> Exercise objective: No line of the records may be dropped; print them all again exactly.

(Beginning of Records for processing)

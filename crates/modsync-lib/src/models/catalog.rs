use super::common::CompatibilityTags;
use serde::{Deserialize, Serialize};

/// A single downloadable file attached to a catalog version.
#[derive(Debug, Clone, PartialEq, Eq, Serialize, Deserialize)]
#[serde(rename_all = "camelCase")]
pub struct CatalogFile {
    pub url: String,
    pub file_name: String,
    pub size: u64,
    #[serde(default)]
    pub primary: bool,
}

/// A version of a project as published by the catalog.
#[derive(Debug, Clone, PartialEq, Eq, Serialize, Deserialize)]
#[serde(rename_all = "camelCase")]
pub struct CatalogVersion {
    pub version_id: String,
    pub project_id: String,
    pub version_number: String,
    pub game_versions: Vec<String>,
    pub loaders: Vec<String>,
    pub files: Vec<CatalogFile>,
    #[serde(default)]
    pub changelog: Option<String>,
}

impl CatalogVersion {
    /// The file marked primary, or the first file when none is marked.
    pub fn primary_file(&self) -> Option<&CatalogFile> {
        self.files
            .iter()
            .find(|f| f.primary)
            .or_else(|| self.files.first())
    }

    pub fn download_url(&self) -> Option<&str> {
        self.primary_file().map(|f| f.url.as_str())
    }

    pub fn file_name(&self) -> Option<&str> {
        self.primary_file().map(|f| f.file_name.as_str())
    }

    /// Size of the primary file, 0 if the version has no files.
    pub fn file_size(&self) -> u64 {
        self.primary_file().map(|f| f.size).unwrap_or(0)
    }

    /// True when this version lists both the game version and the loader.
    pub fn matches(&self, tags: &CompatibilityTags) -> bool {
        self.game_versions.iter().any(|v| v == &tags.game_version)
            && self
                .loaders
                .iter()
                .any(|l| l.eq_ignore_ascii_case(&tags.loader))
    }

    /// Compatibility tags recorded in the registry after installing this version.
    pub fn compatibility(&self, profile_tags: &CompatibilityTags) -> CompatibilityTags {
        if self.matches(profile_tags) {
            return profile_tags.clone();
        }
        CompatibilityTags::new(
            self.game_versions
                .first()
                .cloned()
                .unwrap_or_else(|| profile_tags.game_version.clone()),
            self.loaders
                .first()
                .cloned()
                .unwrap_or_else(|| profile_tags.loader.clone()),
        )
    }
}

(End of Records for processing)

> Response to this exercise:
filename crates/modsync-lib/src/models/catalog.rs
use super::common::CompatibilityTags;
use serde::{Deserialize, Serialize};

/// A single downloadable file attached to a catalog version.
#[derive(Debug, Clone, PartialEq, Eq, Serialize, Deserialize)]
#[serde(rename_all = "camelCase")]
pub struct CatalogFile {
    pub url: String,
    pub file_name: String,
    pub size: u64,
    #[serde(default)]
    pub primary: bool,
}

/// A version of a project as published by the catalog.
#[derive(Debug, Clone, PartialEq, Eq, Serialize, Deserialize)]
#[serde(rename_all = "camelCase")]
pub struct CatalogVersion {
    pub version_id: String,
    pub project_id: String,
    pub version_number: String,
    pub game_versions: Vec<String>,
    pub loaders: Vec<String>,
    pub files: Vec<CatalogFile>,
    #[serde(default)]
    pub changelog: Option<String>,
}

impl CatalogVersion {
    /// The file marked primary, or the first file when none is marked.
    pub fn primary_file(&self) -> Option<&CatalogFile> {
        self.files
            .iter()
            .find(|f| f.primary)
            .or_else(|| self.files.first())
    }

    pub fn download_url(&self) -> Option<&str> {
        self.primary_file().map(|f| f.url.as_str())
    }

    pub fn file_name(&self) -> Option<&str> {
        self.primary_file().map(|f| f.file_name.as_str())
    }

    /// Size of the primary file, 0 if the version has no files.
    pub fn file_size(&self) -> u64 {
        self.primary_file().map(|f| f.size).unwrap_or(0)
    }

    /// True when this version lists both the game version and the loader.
    pub fn matches(&self, tags: &CompatibilityTags) -> bool {
        self.game_versions.iter().any(|v| v == &tags.game_version)
            && self
                .loaders
                .iter()
                .any(|l| l.eq_ignore_ascii_case(&tags.loader))
    }

    /// Compatibility tags recorded in the registry after installing this version.
    pub fn compatibility(&self, profile_tags: &CompatibilityTags) -> CompatibilityTags {
        if self.matches(profile_tags) {
            return profile_tags.clone();
        }
        CompatibilityTags::new(
            self.game_versions
                .first()
                .cloned()
                .unwrap_or_else(|| profile_tags.game_version.clone()),
            self.loaders
                .first()
                .cloned()
                .unwrap_or_else(|| profile_tags.loader.clone()),
        )
    }
}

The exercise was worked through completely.